Unbelievably this beautiful piece of history remains in the archives and is not on display. Perhaps with the exception of a mention in the tiny Old Greyfriars Kirk exhibition there is no official museum which tells the incredible story of Guthrie and the way the Lord used him to rescue thousands from a life of poverty and abuse. Wouldn't it be great to see this story told and to see these amazing pieces of history on display for everyone to see? Perhaps one day we will see a Guthrie Museum in Edinburgh - wouldn't that be great?
Guthrie reminds us of Proverbs 10 v 7 'The memory of the righteous is blessed, but the name of the wicked shall rot.' What kind of legacy are we leaving? If Guthrie was alive today he would invite you to come to the Saviour who he preached and followed. It is not religion that we all need it is the Lord Jesus Christ. I'll leave the last word to Dr Guthrie; 'Never mistake the dead robes for the living body of religion.
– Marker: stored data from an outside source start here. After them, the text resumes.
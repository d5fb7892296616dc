//! Seed command - Inserts a small demo catalog.

use sea_orm::prelude::Decimal;
use sea_orm::{ColumnTrait, Condition};

use crate::config::Config;
use crate::domain::{NewCategory, NewProduct};
use crate::errors::{AppResult, OptionExt};
use crate::infra::repositories::entities::category;
use crate::infra::{CommitSummary, Database, Repository, UnitOfWork, UnitOfWorkFactory};

const CATEGORIES: &[(&str, &str)] = &[
    ("Drinks", "drinks.jpg"),
    ("Snacks", "snacks.jpg"),
    ("Desserts", "desserts.jpg"),
];

/// (category, name, description, price in cents, stock)
const PRODUCTS: &[(&str, &str, &str, i64, f32)] = &[
    ("Drinks", "Cola Zero", "Sugar-free soda, 350ml can", 550, 50.0),
    ("Drinks", "Orange Juice", "Fresh orange juice, 500ml", 790, 20.0),
    ("Snacks", "Cheese Toast", "Toasted bread with melted cheese", 1250, 10.0),
    ("Snacks", "Chicken Wrap", "Grilled chicken wrap", 1890, 8.0),
    ("Desserts", "Chocolate Cake", "Slice of chocolate cake", 990, 15.0),
    ("Desserts", "Vanilla Pudding", "Vanilla pudding cup", 650, 12.0),
];

/// Execute the seed command
pub async fn execute(config: Config) -> AppResult<()> {
    let db = Database::connect(&config).await?;
    let factory = UnitOfWorkFactory::from_config(db.get_connection(), &config);

    let uow = factory.create();
    let summary = seed_catalog(&uow).await?;
    uow.close();

    if summary.is_empty() {
        println!("Catalog already has data, nothing seeded");
    } else {
        println!("Seeded {} rows", summary.inserted);
    }
    Ok(())
}

/// Insert the demo catalog unless categories already exist.
///
/// Categories are committed first so products can reference the ids the
/// store assigned to them.
pub async fn seed_catalog(uow: &dyn UnitOfWork) -> AppResult<CommitSummary> {
    if uow.categories().count().await? > 0 {
        tracing::info!("Categories present, skipping seed");
        return Ok(CommitSummary::default());
    }

    for (name, image_url) in CATEGORIES {
        uow.categories()
            .add(NewCategory::new(*name, *image_url).try_into_active_model()?);
    }
    let categories = uow.commit().await?;

    for (category_name, name, description, cents, stock) in PRODUCTS {
        let owner = uow
            .categories()
            .find_single(Condition::all().add(category::Column::Name.eq(*category_name)))
            .await?
            .ok_or_not_found()?;

        let product = NewProduct {
            name: name.to_string(),
            description: description.to_string(),
            price: Decimal::new(*cents, 2),
            image_url: format!("{}.jpg", name.to_lowercase().replace(' ', "-")),
            stock: *stock,
            category_id: owner.id,
        };
        uow.products().add(product.try_into_active_model()?);
    }
    let products = uow.commit().await?;

    Ok(CommitSummary {
        inserted: categories.inserted + products.inserted,
        ..CommitSummary::default()
    })
}
//! Store-backed pagination.

use sea_orm::{ConnectionTrait, EntityTrait, PaginatorTrait, Select};

use crate::errors::AppResult;
use crate::types::{PageRequest, PagedList};

/// Count `query`, then fetch the requested page of it.
///
/// `query` must already be ordered; rows come back in that order. A page past
/// the end costs only the count. Run this on a transaction when count and
/// fetch have to agree.
pub async fn paginate<E, C>(
    query: Select<E>,
    db: &C,
    request: &PageRequest,
) -> AppResult<PagedList<E::Model>>
where
    E: EntityTrait,
    E::Model: Sync,
    C: ConnectionTrait,
{
    request.validate()?;

    let paginator = query.paginate(db, request.page_size);
    let total = paginator.num_items().await?;

    let items = match request.offset() {
        Some(offset) if offset < total => paginator.fetch_page(request.page_number - 1).await?,
        _ => Vec::new(),
    };

    tracing::debug!(
        total,
        page = request.page_number,
        size = request.page_size,
        returned = items.len(),
        "Fetched page"
    );

    Ok(PagedList::new(items, total, request))
}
Never forget that "to do justly, and love mercy, and walk humbly before God," is what the Lord requires of thee; that faith without works is dead; that form without spirit is dead; and that, the highest piety being ever associated with the deepest humility, true religion is like the sweetest of all singing-birds, the skylark, which with the lowest nest but highest wing dwells in the ground, and yet soars to the skies' (The Pharisee and Publican, The Parables, 1874).